(Requirement) Within these entries, which lines include the string "FieldMatch"? Copy each one.

(Data records)

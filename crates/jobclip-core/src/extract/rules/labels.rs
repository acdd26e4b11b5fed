//! Explicitly labeled fields ("Job Title: ...", "Company: ...").

use regex::Regex;

use super::company::clean_company;
use super::patterns::{BOOST_KEYWORD, COMPANY_LABEL, LOCATION, TITLE_LABEL};
use super::tables::EMPLOYMENT_TYPES;
use super::title::TitleExtractor;
use super::{is_noise, FieldExtractor, FieldMatch};

/// Confidence for a value carried by an explicit label.
pub const LABELED_CONFIDENCE: f32 = 0.95;
/// Confidence for a labeled title without a boost keyword. Stays below a
/// keyword title line.
pub const LABELED_PLAIN_CONFIDENCE: f32 = 0.85;

/// Which labeled field to look for.
#[derive(Debug, Clone, Copy, PartialEq, Eq)]
pub enum LabeledField {
    Title,
    Company,
}

/// Extractor for `Label: value` lines.
pub struct LabeledExtractor {
    field: LabeledField,
}

impl LabeledExtractor {
    pub fn title() -> Self {
        Self {
            field: LabeledField::Title,
        }
    }

    pub fn company() -> Self {
        Self {
            field: LabeledField::Company,
        }
    }

    fn pattern(&self) -> &'static Regex {
        match self.field {
            LabeledField::Title => &*TITLE_LABEL,
            LabeledField::Company => &*COMPANY_LABEL,
        }
    }

    /// Confidence for a captured value, or `None` when it cannot be this field.
    fn confidence(&self, value: &str) -> Option<f32> {
        if value.is_empty() {
            return None;
        }
        match self.field {
            LabeledField::Company => Some(LABELED_CONFIDENCE),
            LabeledField::Title => {
                TitleExtractor::new().score(value)?;
                if LOCATION.is_match(value)
                    || EMPLOYMENT_TYPES.contains(&value.to_lowercase().as_str())
                {
                    None
                } else if BOOST_KEYWORD.is_match(value) {
                    Some(LABELED_CONFIDENCE)
                } else {
                    Some(LABELED_PLAIN_CONFIDENCE)
                }
            }
        }
    }
}

impl FieldExtractor for LabeledExtractor {
    fn extract_all(&self, lines: &[&str]) -> Vec<FieldMatch> {
        lines
            .iter()
            .enumerate()
            .filter(|(_, line)| !is_noise(line))
            .filter_map(|(i, line)| {
                let caps = self.pattern().captures(line)?;
                let value = match self.field {
                    LabeledField::Title => caps[1].trim().to_string(),
                    LabeledField::Company => clean_company(&caps[1]),
                };
                let confidence = self.confidence(&value)?;
                Some(FieldMatch::new(value, confidence, *line).with_line(i))
            })
            .collect()
    }
}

(Response below)
use super::{is_noise, FieldExtractor, FieldMatch};
    fn extract_all(&self, lines: &[&str]) -> Vec<FieldMatch> {
                Some(FieldMatch::new(value, confidence, *line).with_line(i))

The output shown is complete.